WHAT THE EXERCISE ASKS:
Within the material that follows, how many lines include the string "example"? Answer with the number and nothing more.

RECORD EXCERPTS section start

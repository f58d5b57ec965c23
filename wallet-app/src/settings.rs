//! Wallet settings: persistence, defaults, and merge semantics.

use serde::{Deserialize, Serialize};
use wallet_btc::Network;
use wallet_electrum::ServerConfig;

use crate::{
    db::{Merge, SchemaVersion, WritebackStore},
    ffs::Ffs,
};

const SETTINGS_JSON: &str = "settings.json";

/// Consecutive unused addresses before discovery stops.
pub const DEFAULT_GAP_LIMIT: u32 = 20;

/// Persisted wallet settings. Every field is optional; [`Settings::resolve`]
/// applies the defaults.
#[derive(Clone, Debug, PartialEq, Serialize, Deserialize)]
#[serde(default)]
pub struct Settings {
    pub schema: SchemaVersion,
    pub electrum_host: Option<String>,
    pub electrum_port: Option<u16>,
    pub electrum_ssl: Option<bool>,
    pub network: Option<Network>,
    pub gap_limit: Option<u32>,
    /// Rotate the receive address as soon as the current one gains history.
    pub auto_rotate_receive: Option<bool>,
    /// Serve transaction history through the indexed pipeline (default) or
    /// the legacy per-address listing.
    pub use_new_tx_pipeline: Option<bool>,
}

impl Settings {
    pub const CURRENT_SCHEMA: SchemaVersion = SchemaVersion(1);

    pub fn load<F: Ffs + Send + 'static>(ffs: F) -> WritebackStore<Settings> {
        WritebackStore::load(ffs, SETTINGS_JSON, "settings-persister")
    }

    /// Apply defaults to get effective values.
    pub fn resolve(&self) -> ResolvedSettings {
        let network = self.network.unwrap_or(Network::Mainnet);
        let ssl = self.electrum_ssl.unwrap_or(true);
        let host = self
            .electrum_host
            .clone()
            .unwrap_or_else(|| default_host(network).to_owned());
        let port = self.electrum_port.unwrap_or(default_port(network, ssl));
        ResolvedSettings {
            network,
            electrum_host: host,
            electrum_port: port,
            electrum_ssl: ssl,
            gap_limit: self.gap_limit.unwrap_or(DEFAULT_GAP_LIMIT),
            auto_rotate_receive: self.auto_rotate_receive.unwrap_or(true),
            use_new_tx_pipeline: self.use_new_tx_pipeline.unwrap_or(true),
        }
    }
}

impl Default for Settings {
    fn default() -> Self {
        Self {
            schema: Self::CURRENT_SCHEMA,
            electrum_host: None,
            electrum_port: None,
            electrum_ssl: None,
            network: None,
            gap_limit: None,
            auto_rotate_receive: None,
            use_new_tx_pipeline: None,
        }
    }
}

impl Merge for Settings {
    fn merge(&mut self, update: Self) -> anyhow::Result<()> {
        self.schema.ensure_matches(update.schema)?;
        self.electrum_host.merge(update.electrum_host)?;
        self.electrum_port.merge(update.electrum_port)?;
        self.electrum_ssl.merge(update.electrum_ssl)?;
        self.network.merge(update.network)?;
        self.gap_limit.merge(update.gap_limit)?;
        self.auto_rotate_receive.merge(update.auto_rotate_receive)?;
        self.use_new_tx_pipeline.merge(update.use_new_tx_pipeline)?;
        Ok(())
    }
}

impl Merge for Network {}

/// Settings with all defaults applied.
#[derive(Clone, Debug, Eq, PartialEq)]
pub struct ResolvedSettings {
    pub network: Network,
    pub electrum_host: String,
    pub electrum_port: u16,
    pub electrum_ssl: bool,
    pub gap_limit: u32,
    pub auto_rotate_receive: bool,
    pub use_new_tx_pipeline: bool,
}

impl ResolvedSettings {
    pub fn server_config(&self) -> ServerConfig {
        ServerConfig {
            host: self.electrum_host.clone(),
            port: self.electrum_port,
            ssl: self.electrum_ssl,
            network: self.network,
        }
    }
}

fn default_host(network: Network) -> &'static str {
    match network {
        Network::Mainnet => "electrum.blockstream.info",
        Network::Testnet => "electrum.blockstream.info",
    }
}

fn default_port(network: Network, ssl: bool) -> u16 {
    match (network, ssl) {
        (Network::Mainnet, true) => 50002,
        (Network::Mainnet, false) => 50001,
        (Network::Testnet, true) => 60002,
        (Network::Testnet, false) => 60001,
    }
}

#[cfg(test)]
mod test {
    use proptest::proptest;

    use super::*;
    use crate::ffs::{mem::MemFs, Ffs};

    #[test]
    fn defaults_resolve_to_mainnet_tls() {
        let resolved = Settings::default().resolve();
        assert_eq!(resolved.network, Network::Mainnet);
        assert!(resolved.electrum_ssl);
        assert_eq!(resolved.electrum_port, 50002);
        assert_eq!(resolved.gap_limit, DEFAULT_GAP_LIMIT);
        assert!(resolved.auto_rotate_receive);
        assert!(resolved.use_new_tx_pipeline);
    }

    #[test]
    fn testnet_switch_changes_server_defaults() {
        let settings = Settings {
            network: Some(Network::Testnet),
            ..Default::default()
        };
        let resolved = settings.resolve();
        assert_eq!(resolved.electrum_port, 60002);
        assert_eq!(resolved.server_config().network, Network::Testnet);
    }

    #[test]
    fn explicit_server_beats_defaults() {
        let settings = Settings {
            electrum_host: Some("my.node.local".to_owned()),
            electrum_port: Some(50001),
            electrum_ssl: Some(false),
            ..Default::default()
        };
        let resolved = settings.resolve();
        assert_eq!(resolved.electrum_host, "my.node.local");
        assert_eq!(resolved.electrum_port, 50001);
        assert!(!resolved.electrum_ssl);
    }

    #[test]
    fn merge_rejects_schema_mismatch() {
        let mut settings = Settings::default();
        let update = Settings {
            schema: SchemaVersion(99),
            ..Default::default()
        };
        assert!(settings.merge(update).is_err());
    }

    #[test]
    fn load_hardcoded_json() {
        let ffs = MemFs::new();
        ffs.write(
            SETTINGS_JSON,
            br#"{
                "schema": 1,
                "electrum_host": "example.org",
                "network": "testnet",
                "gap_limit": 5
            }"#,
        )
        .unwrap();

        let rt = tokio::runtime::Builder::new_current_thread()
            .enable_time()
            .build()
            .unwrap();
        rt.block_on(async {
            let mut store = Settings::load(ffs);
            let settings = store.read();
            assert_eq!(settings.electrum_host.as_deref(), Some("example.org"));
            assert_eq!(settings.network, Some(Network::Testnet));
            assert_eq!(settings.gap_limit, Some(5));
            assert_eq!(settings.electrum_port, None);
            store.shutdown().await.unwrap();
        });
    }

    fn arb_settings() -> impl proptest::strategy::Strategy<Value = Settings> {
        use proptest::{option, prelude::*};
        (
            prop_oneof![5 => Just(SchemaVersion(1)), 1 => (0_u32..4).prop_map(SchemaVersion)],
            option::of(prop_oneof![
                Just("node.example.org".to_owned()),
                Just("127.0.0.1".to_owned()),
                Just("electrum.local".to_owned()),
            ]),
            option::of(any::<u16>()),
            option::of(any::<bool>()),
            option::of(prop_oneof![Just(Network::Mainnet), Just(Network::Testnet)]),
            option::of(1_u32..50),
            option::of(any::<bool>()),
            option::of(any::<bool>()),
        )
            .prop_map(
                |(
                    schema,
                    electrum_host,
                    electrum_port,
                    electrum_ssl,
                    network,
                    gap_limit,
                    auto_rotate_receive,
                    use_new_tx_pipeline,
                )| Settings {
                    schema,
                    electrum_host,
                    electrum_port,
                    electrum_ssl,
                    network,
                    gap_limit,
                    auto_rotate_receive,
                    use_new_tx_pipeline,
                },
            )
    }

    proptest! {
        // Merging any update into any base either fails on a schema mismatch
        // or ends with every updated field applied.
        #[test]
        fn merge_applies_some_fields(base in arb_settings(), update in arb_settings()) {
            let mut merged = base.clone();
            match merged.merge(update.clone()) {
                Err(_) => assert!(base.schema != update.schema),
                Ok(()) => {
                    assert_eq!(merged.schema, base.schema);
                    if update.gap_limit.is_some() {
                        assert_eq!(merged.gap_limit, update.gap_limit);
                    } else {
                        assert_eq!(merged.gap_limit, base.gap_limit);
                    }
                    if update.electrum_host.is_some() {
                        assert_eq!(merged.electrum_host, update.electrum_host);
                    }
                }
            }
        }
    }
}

RECORD EXCERPTS section end

RESULT FOR THIS EXERCISE:
3